Architecture & Internals

Understanding how pg_ttl_index works under the hood.

System Architecture

┌─────────────────────────────────────────────────────────┐
│ PostgreSQL Server │
│ │
│ ┌────────────────────────────────────────────────────┐ │
│ │ Background Worker Process │ │
│ │ ┌──────────────────────────────────────────────┐ │ │
│ │ │ 1. Wake up every naptime seconds │ │ │
│ │ │ 2. Try acquire advisory lock │ │ │
│ │ │ 3. Call ttl_runner() │ │ │
│ │ │ 4. Sleep naptime seconds │ │ │
│ │ │ 5. Repeat │ │ │
│ │ └──────────────────────────────────────────────┘ │ │
│ └────────────────────────────────────────────────────┘ │
│ │ │
│ ▼ │
│ ┌────────────────────────────────────────────────────┐ │
│ │ ttl_runner() Function │ │
│ │ ┌──────────────────────────────────────────────┐ │ │
│ │ │ FOR EACH active TTL in ttl_index_table │ │ │
│ │ │ LOOP (batch deletion) │ │ │
│ │ │ DELETE batch_size rows WHERE expired │ │ │
│ │ │ UPDATE statistics │ │ │
│ │ │ Sleep 10ms (yield to other processes) │ │ │
│ │ │ EXIT when no more expired rows │ │ │
│ │ │ END LOOP │ │ │
│ │ │ END FOR │ │ │
│ │ └──────────────────────────────────────────────┘ │ │
│ └────────────────────────────────────────────────────┘ │
└─────────────────────────────────────────────────────────┘

Components

1. Extension SQL Objects

Location: pg_ttl_index--2.0.0.sql

  • ttl_index_table - Configuration and statistics storage
  • ttl_create_index() - Create/update TTL rules
  • ttl_drop_index() - Remove TTL rules
  • ttl_runner() - Execute cleanup logic
  • ttl_summary() - View with computed fields
  • ttl_worker_status() - Worker health information

###2. C Extension Layer

Location: src/ directory

  • pg_ttl_index.c - Extension initialization
  • worker.c - Background worker implementation
  • api.c - C functions (ttl_start_worker, ttl_stop_worker)
  • utils.c - Helper utilities

3. Configuration

Location: postgresql.conf

  • shared_preload_libraries - Load extension at startup
  • pg_ttl_index.naptime - Cleanup interval (GUC)
  • pg_ttl_index.enabled - Enable/disable worker (GUC)

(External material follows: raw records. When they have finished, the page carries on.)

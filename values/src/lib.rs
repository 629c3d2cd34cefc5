//! Dynamically typed values for payloads whose shape is only known at runtime.
//!
//! A [`Value`] is a single pointer-sized handle to a tagged, reference-counted
//! node that is one of nine [kinds](DictKind): Null, Number, Integral, Bool,
//! String, Bytes, Array, Object or Callable. Arrays and objects nest values, so
//! one handle can carry an arbitrary tree.
//!
//! - [`dynamic`] holds the handle itself: construction, typed and soft access,
//!   keyed and indexed access with auto-promotion of Null, iteration.
//! - [`object`] is the hash map behind Object, keyed by shared [`Key`]s and
//!   hashed with `axzdict_wide_fnv`.
//! - [`shared`] wraps a value in a reader-writer lock for concurrent mutation.
//! - [`traits`] has the [`Stepper`] visitor and the [`Extract`] conversion.
//! - [`error`] has the soft-failure [`DictError`] and the flat [`Status`] codes.
//!
//! ```
//! use axzdict_values::{object, array, Value};
//!
//! let v = object! {
//!     "id" => 7,
//!     "tags" => array!["a", "b"],
//! };
//! assert_eq!(v["id"].integral(), 7);
//! assert_eq!(v["tags"][1].string(), "b");
//! ```

#![deny(unsafe_code)]

extern crate alloc;

#[macro_use]
mod macros;

pub mod callable;
pub mod dynamic;
pub mod error;
pub mod key;
pub mod kind;
pub mod object;
pub mod shared;
pub mod traits;

mod raw;

pub use callable::Callable;
pub use dynamic::Value;
pub use error::{Added, DictError, Result, Status, ToStatus};
pub use key::Key;
pub use kind::DictKind;
pub use object::ObjectMap;
pub use shared::SharedValue;
pub use traits::{Extract, Stepper};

Background Worker Lifecycle

Startup Sequence

1. PostgreSQL starts
└─> Loads shared_preload_libraries
└─> Loads pg_ttl_index.so
└─> Registers background worker template

2. User calls ttl_start_worker()
└─> Spawns background worker process
└─> Worker connects to current database
└─> Enters main loop

Main Worker Loop

while (true) {
// 1. Check if shutdown requested
if (shutdown_requested) break;

// 2. Execute cleanup
execute_sql("SELECT ttl_runner()");

// 3. Sleep for naptime seconds
sleep(pg_ttl_index_naptime);
}

Shutdown Sequence

1. ttl_stop_worker() called
└─> Signals worker to terminate
└─> Worker exits main loop
└─> Process terminates

Cleanup Algorithm

ttl_runner() Internals

1. Acquire advisory lock (pg_try_advisory_lock)
└─> If already locked, exit (another instance running)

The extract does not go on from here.